Heart tripping unevenly, she hit his chest with both fists as tension burned like a fiery brand in her belly. No. No. No!
In her mind—damn her visions—a future image shimmered into life. How far it was in the future, she had no idea. Five minutes? Mio Dios, she hoped not. Two hours? Better. That would give her time to change the course of action that had her spreading her legs for him, drawing her breath in anticipation.
Riva felt a ghost of the powerful surge as he entered her. Heard the phantom sounds as his hips pounded against hers. Experienced a shadow, like a distant thunderclap, of his powerful thrusts as he brought her to a screaming, breathless climax over and over again.
Her visions were never wrong. They always came true. Could the circumstances leading up to them be changed, and would that change negate the outcome? Possibly. Problem was, she didn’t have visions for herself. This vision was Sin’s future.
It told her that no matter how much she resisted, how much she fought him, they were going to have sex.
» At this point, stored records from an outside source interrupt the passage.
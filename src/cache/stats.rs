//! Cache Statistics Module
//!
//! Two kinds of numbers: `CacheStats`, derived by scanning the index and
//! never persisted, and `EngineMetrics`, cheap lock-free counters updated
//! on the hot path.

use std::sync::atomic::{AtomicU64, Ordering};

use serde::Serialize;

// == Cache Stats ==
/// Aggregate view of the cache contents, computed by a full scan.
#[derive(Debug, Clone, Copy, Default, PartialEq, Eq, Serialize)]
pub struct CacheStats {
    /// Number of live items
    pub total_items: usize,
    /// Sum of payload sizes in bytes
    pub total_size_bytes: u64,
    /// Items found expired (and removed) during the scan
    pub expired_items: usize,
}

// == Engine Metrics ==
/// Operation counters, updated without holding any cache lock.
#[derive(Debug, Default)]
pub struct EngineMetrics {
    hits: AtomicU64,
    misses: AtomicU64,
    evictions: AtomicU64,
    expirations: AtomicU64,
}

/// Point-in-time copy of [`EngineMetrics`].
#[derive(Debug, Clone, Copy, Default, Serialize)]
pub struct MetricsSnapshot {
    pub hits: u64,
    pub misses: u64,
    pub evictions: u64,
    pub expirations: u64,
}

impl EngineMetrics {
    pub fn new() -> Self {
        Self::default()
    }

    pub fn record_hit(&self) {
        self.hits.fetch_add(1, Ordering::Relaxed);
    }

    pub fn record_miss(&self) {
        self.misses.fetch_add(1, Ordering::Relaxed);
    }

    pub fn record_eviction(&self) {
        self.evictions.fetch_add(1, Ordering::Relaxed);
    }

    pub fn record_expiration(&self) {
        self.expirations.fetch_add(1, Ordering::Relaxed);
    }

    /// Copies the current counter values.
    pub fn snapshot(&self) -> MetricsSnapshot {
        MetricsSnapshot {
            hits: self.hits.load(Ordering::Relaxed),
            misses: self.misses.load(Ordering::Relaxed),
            evictions: self.evictions.load(Ordering::Relaxed),
            expirations: self.expirations.load(Ordering::Relaxed),
        }
    }
}

impl MetricsSnapshot {
    /// Hits over total lookups, or 0.0 if none have happened.
    pub fn hit_rate(&self) -> f64 {
        let total = self.hits + self.misses;
        if total == 0 {
            0.0
        } else {
            self.hits as f64 / total as f64
        }
    }
}
//! Background Tasks Module
//!
//! Periodic work spawned alongside the engine.
//!
//! # Tasks
//! - Cleanup: runs the eviction policy at the configured cadence

mod cleanup;

pub use cleanup::spawn_cleanup_task;
//! Error types for the cache engine
//!
//! Provides unified error handling using thiserror.

use thiserror::Error;

// == Cache Error Enum ==
/// Unified error type for the cache engine.
///
/// `NotFound` is a normal miss, not a failure. Capacity pressure is never
/// surfaced as an error; it is resolved internally through eviction.
#[derive(Error, Debug)]
pub enum CacheError {
    /// Key not found in the cache (normal miss)
    #[error("Key not found: {0}")]
    NotFound(String),

    /// Underlying store unavailable or a read/write failed
    #[error("Storage failure: {0}")]
    Storage(String),

    /// Payload could not be encoded or decoded
    #[error("Serialization failure: {0}")]
    Serialization(String),
}

impl CacheError {
    /// True when the error is an ordinary miss rather than a failure.
    pub fn is_miss(&self) -> bool {
        matches!(self, CacheError::NotFound(_))
    }
}

impl From<serde_json::Error> for CacheError {
    fn from(err: serde_json::Error) -> Self {
        CacheError::Serialization(err.to_string())
    }
}

// == Result Type Alias ==
/// Convenience Result type for the cache engine.
pub type Result<T> = std::result::Result<T, CacheError>;
//! Adaptive Cache - a self-sizing local cache engine
//!
//! Sizes itself from the host platform's resource class, enforces TTL
//! expiry, and evicts under capacity pressure in deterministic
//! priority/recency order. The cache is strictly an optimization: apart
//! from a failed `initialize`, every failure degrades to a miss.

pub mod cache;
pub mod config;
pub mod domain;
pub mod error;
pub mod platform;
pub mod storage;
pub mod tasks;

pub use cache::{CacheEngine, CacheStats, MetricsSnapshot, Priority, StoreOptions};
pub use config::{resolve, CacheConfiguration};
pub use domain::{ContentCategory, DomainCache};
pub use error::{CacheError, Result};
pub use platform::{FixedPlatform, PlatformClass, PlatformContextProvider};
pub use storage::{CacheBackend, MemoryBackend};
pub use tasks::spawn_cleanup_task;
//! Configuration Module
//!
//! Capacity and TTL profiles resolved from the host platform class.

use std::sync::Arc;
use std::time::Duration;

use crate::platform::{PlatformClass, PlatformContextProvider};

// == Cache Configuration ==
/// Capacity and timing parameters for one engine instance.
///
/// Immutable value object. A new instance is resolved whenever the engine
/// re-reads the platform classification (at initialization and at each
/// cleanup/write decision point); existing items are never rescaled.
#[derive(Debug, Clone, PartialEq, Eq)]
pub struct CacheConfiguration {
    /// Maximum total payload bytes the cache may hold
    pub max_bytes: u64,
    /// TTL applied when a store call does not supply one
    pub default_ttl: Duration,
    /// Cadence of the periodic cleanup sweep
    pub cleanup_interval: Duration,
    /// Maximum number of items the cache may hold
    pub max_item_count: usize,
    /// When set, the periodic sweep evicts down to the hysteresis targets
    /// even before the hard maximums are exceeded
    pub aggressive_cleanup: bool,
}

/// Resolves the configuration profile for a platform class.
///
/// Pure lookup. An unavailable classification maps to the compact profile,
/// the most conservative choice.
pub fn resolve(class: Option<PlatformClass>) -> CacheConfiguration {
    match class.unwrap_or(PlatformClass::Compact) {
        PlatformClass::Compact => CacheConfiguration {
            max_bytes: 8 * 1024 * 1024,
            default_ttl: Duration::from_secs(15 * 60),
            cleanup_interval: Duration::from_secs(10 * 60),
            max_item_count: 200,
            aggressive_cleanup: true,
        },
        PlatformClass::Medium => CacheConfiguration {
            max_bytes: 16 * 1024 * 1024,
            default_ttl: Duration::from_secs(30 * 60),
            cleanup_interval: Duration::from_secs(15 * 60),
            max_item_count: 500,
            aggressive_cleanup: false,
        },
        PlatformClass::Large => CacheConfiguration {
            max_bytes: 32 * 1024 * 1024,
            default_ttl: Duration::from_secs(60 * 60),
            cleanup_interval: Duration::from_secs(20 * 60),
            max_item_count: 1000,
            aggressive_cleanup: false,
        },
        PlatformClass::ExtraLarge => CacheConfiguration {
            max_bytes: 64 * 1024 * 1024,
            default_ttl: Duration::from_secs(120 * 60),
            cleanup_interval: Duration::from_secs(30 * 60),
            max_item_count: 2000,
            aggressive_cleanup: false,
        },
    }
}

impl Default for CacheConfiguration {
    fn default() -> Self {
        resolve(None)
    }
}

// == Config Source ==
/// Pull-based source of the active configuration.
///
/// The engine re-pulls at initialization and at each cleanup/write
/// decision point; there are no push notifications.
pub trait ConfigSource: Send + Sync + 'static {
    fn current(&self) -> CacheConfiguration;
}

/// Production source: re-resolves the platform classification on every
/// pull, so a class change is picked up at the next decision point.
pub struct PlatformProfileSource {
    provider: Arc<dyn PlatformContextProvider>,
}

impl PlatformProfileSource {
    pub fn new(provider: Arc<dyn PlatformContextProvider>) -> Self {
        Self { provider }
    }
}

impl ConfigSource for PlatformProfileSource {
    fn current(&self) -> CacheConfiguration {
        resolve(self.provider.classification())
    }
}

/// A fixed configuration is its own source, for hosts that size the
/// cache themselves.
impl ConfigSource for CacheConfiguration {
    fn current(&self) -> CacheConfiguration {
        self.clone()
    }
}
Not only were they going to connect, she was damn well going to enjoy it. The future image was so powerful she almost reached an orgasm, as her vision of the future merged with what was happening in the now.
Her fists unfurled. Her fingers gripped the soft, damp hair on his hot, naked chest as his fingers dug into the balls of her shoulders. No room to move, no way, other than to stand on her toes to better reach his mouth. Eyes squeezed tight, Riva lived a dual sensation as he kissed her in the now, and her mind showed her their future in sensual technicolor.
The morning sunlight flooding the small hut faded. Cave-like darkness surrounded them, and there was nothing but the feel of him inside her. His mouth sucking hard on her nippl
e, his fingers gripping the globes of her ass as he thrust into her wet, pulsing—
No, dammit. That was the vision. It didn’t have to happen. She, like the prisoners, could zig instead of zag. She’d make different choices. Make damn sure that never happened.
In the now, he was only kissing her. His hands were on her shoulders, holding her in place.
It was just a kiss. His attempt at domination. Using sex to control her. Been there. Done that. Didn’t need a repeat to learn her lesson.
The hard jut of his penis behind his cargo pants reminded her that her vision could very possibly be about to happen. Sooner rather than later. God knew he was ready enough and so was she.
Bringing her arms up between them, she slammed up on his wrists, breaking his hold and took a giant step backward, out of reach.
“Was that necessary?” she demanded, scrubbing her wrist across her damp mouth as his arms dropped to his sides. He dragged in a breath, a predatory gleam in those hot hazel eyes. He made no move to grab her, force her.
Riva’s heart pounded hard enough to feel the beat behind her eyeballs and in every traitorous pulse point in her body. She could still feel the phantom brush of his hands on her breasts, and the very real wetness between her legs.
“It did the job of shutting you up,” he told her dispassionately, gaze steady. The quick, pumping tic of pulse at his throat told her he was not nearly as disinterested as he’d like her to believe. “Trust me. I saved you from a fate worse than death out there.” He jerked a thumb toward the closed door. “You should be thanking me.”
Riva made a rude noise. “Not going to happen.”
“Stay put. I’m going around back to get supplies, don’t even think of making a run for it,” he told her briskly. “You won’t make it halfway across the compound. Mama doesn’t like you. She’s just itching for an excuse to use you as a punching bag. Make no mistake. She won’t pull her punches like I did.”
“Yes, sir,” she said, saluting smartly.
He paused, hand on the door handle. “I bet that mouth of yours has gotten you into a shitload of trouble. Stay.”